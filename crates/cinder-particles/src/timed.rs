//! Duration and repeat-delay gating over a continuous emission process
//!
//! The scheduler alternates between emitting and waiting to repeat. Time is
//! the caller's simulation clock in seconds. Without an [`EmissionSchedule`]
//! the wrapper is a pass-through.

use crate::emitter::EmissionSchedule;
use crate::rand::ParticleRng;
use cinder_core::Result;

/// A process that spawns particles over time and simulates the live ones
pub trait ContinuousEmission {
    /// Spawn whatever is due for a step of `dt` seconds
    fn emit(&mut self, dt: f32, rng: &mut ParticleRng) -> Result<()>;

    /// Simulate live particles for `dt` seconds
    fn advance(&mut self, dt: f32, rng: &mut ParticleRng) -> Result<()>;
}

pub struct TimedEmitter<E> {
    inner: E,
    schedule: Option<EmissionSchedule>,
    expire_at: Option<f64>,
    repeat_at: Option<f64>,
    emitting: bool,
    timescale: f32,
}

impl<E: ContinuousEmission> TimedEmitter<E> {
    pub fn new(inner: E, schedule: Option<EmissionSchedule>) -> Self {
        Self {
            inner,
            schedule,
            expire_at: None,
            repeat_at: None,
            emitting: true,
            timescale: 1.0,
        }
    }

    pub fn inner(&self) -> &E {
        &self.inner
    }

    pub fn inner_mut(&mut self) -> &mut E {
        &mut self.inner
    }

    pub fn is_emitting(&self) -> bool {
        self.emitting
    }

    pub fn expire_at(&self) -> Option<f64> {
        self.expire_at
    }

    pub fn repeat_at(&self) -> Option<f64> {
        self.repeat_at
    }

    pub fn timescale(&self) -> f32 {
        self.timescale
    }

    /// Scale applied to both the step size and new schedule deadlines.
    /// Zero freezes the schedule.
    pub fn set_timescale(&mut self, timescale: f32) {
        self.timescale = timescale;
    }

    /// Run one step at simulation time `now`
    pub fn tick(&mut self, now: f64, dt: f32, rng: &mut ParticleRng) -> Result<()> {
        self.update_schedule(now, rng);
        let scaled = dt * self.timescale;
        if self.emitting {
            self.inner.emit(scaled, rng)?;
        }
        self.inner.advance(scaled, rng)
    }

    fn update_schedule(&mut self, now: f64, rng: &mut ParticleRng) {
        let Some(schedule) = self.schedule else {
            return;
        };
        let passed = |deadline: Option<f64>| deadline.is_some_and(|t| now > t);
        if !self.emitting && passed(self.repeat_at) {
            self.repeat_at = None;
            self.expire_at = self.deadline(now, schedule.duration_min, schedule.duration_max, rng);
            self.emitting = true;
            log::debug!("Emission resumed at {now:.2}s");
        } else if self.emitting && passed(self.expire_at) {
            if schedule.repeat_delay_min > 0.0 || schedule.repeat_delay_max > 0.0 {
                self.repeat_at = self.deadline(
                    now,
                    schedule.repeat_delay_min,
                    schedule.repeat_delay_max,
                    rng,
                );
            }
            self.emitting = false;
            log::debug!("Emission expired at {now:.2}s");
        } else if self.expire_at.is_none() {
            self.expire_at = self.deadline(now, schedule.duration_min, schedule.duration_max, rng);
        }
    }

    /// `now` plus a random delay from the range, or never when time is frozen
    fn deadline(&self, now: f64, min: f32, max: f32, rng: &mut ParticleRng) -> Option<f64> {
        if self.timescale == 0.0 {
            return None;
        }
        let delay = rng.range(min, max) / self.timescale;
        Some(now + f64::from(delay))
    }
}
┄┄┄┄┄┄
What are the exact lines from the beginning of the material through the line containing "is a pass-through."? Write out those lines alone.

▶ [Response to the exercise]
filename crates/cinder-particles/src/timed.rs
//! Duration and repeat-delay gating over a continuous emission process
//!
//! The scheduler alternates between emitting and waiting to repeat. Time is
//! the caller's simulation clock in seconds. Without an [`EmissionSchedule`]
//! the wrapper is a pass-through.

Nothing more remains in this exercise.